Growth topologies model a minimal Ansible Automation Platform installation. Growth topologies are suited to proof-of-concept deployments, small-scale environments, or preliminary evaluations. Using a growth topology simplifies initial setup for your Ansible Automation Platform deployment, but they have inherent limitations.

2.4.1. Inherent limitations of growth topologies

Growth topologies include single points of failure, such as a single platform gateway , and other critical components, such as the control plane, execution plane, and web services. These components often share resources on the same node, resulting in resource contention under increasing load. As workloads grow, specific services, such as job processing or API responsiveness, can become bottlenecks due to co-location or single node capacity limits. Consequently, growth topologies generally do not offer robust, high-availability capabilities. For VM-based installation and containerized deployments of Ansible Automation Platform, you can marginally increase possible workloads by vertically scaling the virtual machines or physical hosts within the growth deployment. However, vertical scaling capabilities within a growth topology are limited.

2.4.2. Use cases for migrating to an enterprise topology

To scale beyond the limitations within growth topologies, you can migrate to an enterprise topology. Migrating to an enterprise topology may be relevant in the following use cases:

  • Vertically scaling a growth topology becomes impractical due to cost or availability.
  • The growth topology cannot satisfy high availability and disaster recovery requirements.
  • You must scale Ansible Automation Platform services independently, such as API handling, job execution, and database capacity.
  • Workload demands consistently overwhelm the capacity of vertically scaled growth topologies.
  • You require more complex network architectures, such as segmented networks.

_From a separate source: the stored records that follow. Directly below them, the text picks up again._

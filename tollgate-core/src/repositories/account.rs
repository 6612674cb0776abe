//! Repository trait for the host's account directory.

use async_trait::async_trait;

use crate::{Error, account::AccountId, totp::TotpSecret};

/// Lookup of accounts by login identifier, plus per-account TOTP secrets.
///
/// # Security Considerations
///
/// - `resolve_account` is called for every blocked attempt and every second
///   factor check, with attacker-chosen input. It must not leak whether an
///   account exists through anything but its return value.
/// - Secrets are stored raw. Backends that persist them should protect the
///   storage accordingly.
#[async_trait]
pub trait AccountDirectory: Send + Sync + 'static {
    /// Map a submitted login identifier to an account.
    async fn resolve_account(&self, login: &str) -> Result<Option<AccountId>, Error>;

    async fn get_secret(&self, account: &AccountId) -> Result<Option<TotpSecret>, Error>;

    /// Store `secret` for `account`, replacing any previous secret.
    async fn set_secret(&self, account: &AccountId, secret: &TotpSecret) -> Result<(), Error>;

    /// Remove the secret of `account`.
    ///
    /// # Returns
    ///
    /// `true` if the account had a secret.
    async fn delete_secret(&self, account: &AccountId) -> Result<bool, Error>;
}
//! Repository traits for the data access layer
//!
//! Services never talk to a database directly. They go through two
//! repository traits:
//!
//! - [`ExpiringStore`] holds attempt ledgers with a time to live
//! - [`AccountDirectory`] maps logins to accounts and stores TOTP secrets
//!
//! A storage backend exposes both through the provider traits below and
//! adds lifecycle methods via [`RepositoryProvider`].

pub mod account;
pub mod adapter;
pub mod memory;
pub mod store;

pub use account::AccountDirectory;
pub use adapter::{AccountDirectoryAdapter, ExpiringStoreAdapter};
pub use memory::{MemoryAccountDirectory, MemoryRepositoryProvider, MemoryStore};
pub use store::{ExpiringStore, StoredEntry};

use async_trait::async_trait;

use crate::Error;

/// Provider trait for expiring store access.
pub trait ExpiringStoreProvider: Send + Sync + 'static {
    /// The store implementation type
    type Store: ExpiringStore;

    /// Get the store
    fn store(&self) -> &Self::Store;
}

/// Provider trait for account directory access.
pub trait AccountDirectoryProvider: Send + Sync + 'static {
    /// The directory implementation type
    type Directory: AccountDirectory;

    /// Get the directory
    fn accounts(&self) -> &Self::Directory;
}

/// Provider trait that storage backends implement to serve every repository.
///
/// # Example
///
/// ```rust,ignore
/// use tollgate_core::repositories::*;
///
/// struct MyStorage { /* ... */ }
///
/// impl ExpiringStoreProvider for MyStorage {
///     type Store = MyStore;
///     fn store(&self) -> &Self::Store { &self.store }
/// }
///
/// // ... AccountDirectoryProvider ...
///
/// #[async_trait]
/// impl RepositoryProvider for MyStorage {
///     async fn migrate(&self) -> Result<(), Error> { /* ... */ }
///     async fn health_check(&self) -> Result<(), Error> { /* ... */ }
/// }
/// ```
#[async_trait]
pub trait RepositoryProvider: ExpiringStoreProvider + AccountDirectoryProvider {
    /// Run migrations for all repositories
    async fn migrate(&self) -> Result<(), Error>;

    /// Health check for all repositories
    async fn health_check(&self) -> Result<(), Error>;
}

2.5. Motivations for customizing enterprise topologies

Enterprise topologies provide a pattern for scalability and resilience. Organizations typically evolve the tested deployment models into custom deployments, tailoring service configurations and scaling to their specific workflows and performance needs within Red Hat Ansible Automation Platform.

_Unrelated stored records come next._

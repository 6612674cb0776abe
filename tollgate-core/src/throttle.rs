//! Pure throttle decision engine.
//!
//! [`evaluate`] takes the ledger loaded for an identity, appends the current
//! attempt and classifies it. It performs no I/O; persisting the returned
//! ledger with the returned TTL is up to the caller (see
//! [`ThrottleService`](crate::services::ThrottleService)).
//!
//! Two independent checks run on every attempt:
//!
//! - **rate limit**: the gap since the previous record is shorter than
//!   `time_limit`
//! - **block**: after appending, the ledger holds `attempts_limit` or more
//!   records
//!
//! Both can fire at once. The block check runs last, so its outcome wins.
//!
//! The ledger never keeps more than `attempts_limit` records: past that
//! point extra records change no decision.

use chrono::Duration;
use serde::{Deserialize, Serialize};

use crate::{config::ThrottleConfig, error::ThrottleError, ledger::AttemptLedger};

/// Per-attempt classification.
#[derive(Debug, Clone, Copy, PartialEq, Eq, Hash, Serialize, Deserialize)]
#[serde(rename_all = "snake_case")]
pub enum Decision {
    Allowed,
    RateLimited,
    Blocked,
}

impl Decision {
    pub fn is_allowed(&self) -> bool {
        matches!(self, Decision::Allowed)
    }
}

/// How the attempt reached the host.
///
/// Programmatic callers (RPC-style integrations) do not render an error
/// page, so a block is reported to them as a bare transport rejection.
#[derive(Debug, Default, Clone, Copy, PartialEq, Eq, Hash, Serialize, Deserialize)]
#[serde(rename_all = "snake_case")]
pub enum Transport {
    #[default]
    Form,
    Programmatic,
}

/// Result of evaluating one attempt.
#[derive(Debug, Clone, PartialEq, Eq)]
pub struct Evaluation {
    pub decision: Decision,
    /// The rate-limit check fired
    pub rate_limited: bool,
    /// The block check fired
    pub blocked: bool,
    /// Seconds since the previous record, or `time_limit` when there was none
    pub time_difference: i64,
    /// Ledger with the current attempt appended, to be persisted
    pub ledger: AttemptLedger,
    /// How long the ledger should be kept
    pub ttl: Duration,
}

impl Evaluation {
    /// The rejection for this decision, if any.
    pub fn error(&self, config: &ThrottleConfig) -> Option<ThrottleError> {
        match self.decision {
            Decision::Allowed => None,
            Decision::RateLimited => Some(ThrottleError::RateLimited {
                time_limit: config.time_limit,
            }),
            Decision::Blocked => Some(ThrottleError::Blocked {
                block_period: config.block_period,
            }),
        }
    }

    /// The user-facing message for a rejection.
    pub fn message(&self, config: &ThrottleConfig) -> Option<String> {
        self.error(config).map(|e| e.to_string())
    }
}

/// Append an attempt by `login` at `now` to `ledger` and classify it.
pub fn evaluate(
    config: &ThrottleConfig,
    mut ledger: AttemptLedger,
    login: &str,
    now: i64,
) -> Evaluation {
    let time_limit = i64::try_from(config.time_limit).unwrap_or(i64::MAX);

    let time_difference = match ledger.last() {
        Some(last) => now.saturating_sub(last.timestamp),
        None => time_limit,
    };

    ledger.record(now, login);

    let limit = usize::try_from(config.attempts_limit).unwrap_or(usize::MAX);
    ledger.retain_latest(limit);
    let allow = ledger.len() < limit;

    let rate_limited = time_difference < time_limit;
    let blocked = !allow;

    let decision = if blocked {
        Decision::Blocked
    } else if rate_limited {
        Decision::RateLimited
    } else {
        Decision::Allowed
    };

    let ttl = if blocked {
        config.block_ttl()
    } else {
        config.retention_ttl()
    };

    Evaluation {
        decision,
        rate_limited,
        blocked,
        time_difference,
        ledger,
        ttl,
    }
}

An organization’s unique use of Ansible Automation Platform determines which components require scaling, moving from a generic enterprise topology to a workload-tuned deployment. For example, infrequent automation hub use, numerous small jobs across distributed regions, or API-heavy integrations necessitate different scaling priorities for each component, such as the API service or execution plane. Motivations for customizing the documented enterprise deployment models include achieving high availability, enabling independent scaling of components, such as automation controller API versus execution capacity, to match actual demand, and supporting workload growth or specific SLAs. This requires custom resource allocation and performance tuning based on identified needs, rather than adherence to a general pattern. Before customizing and scaling, you must identify specific bottlenecks within your Ansible Automation Platform environment (for example, in API response, job processing, database performance, or Event-Driven Ansible event handling). Use platform monitoring tools and analytics to identify bottlenecks. After bottlenecks are identified, you can approach scaling each component vertically or horizontally.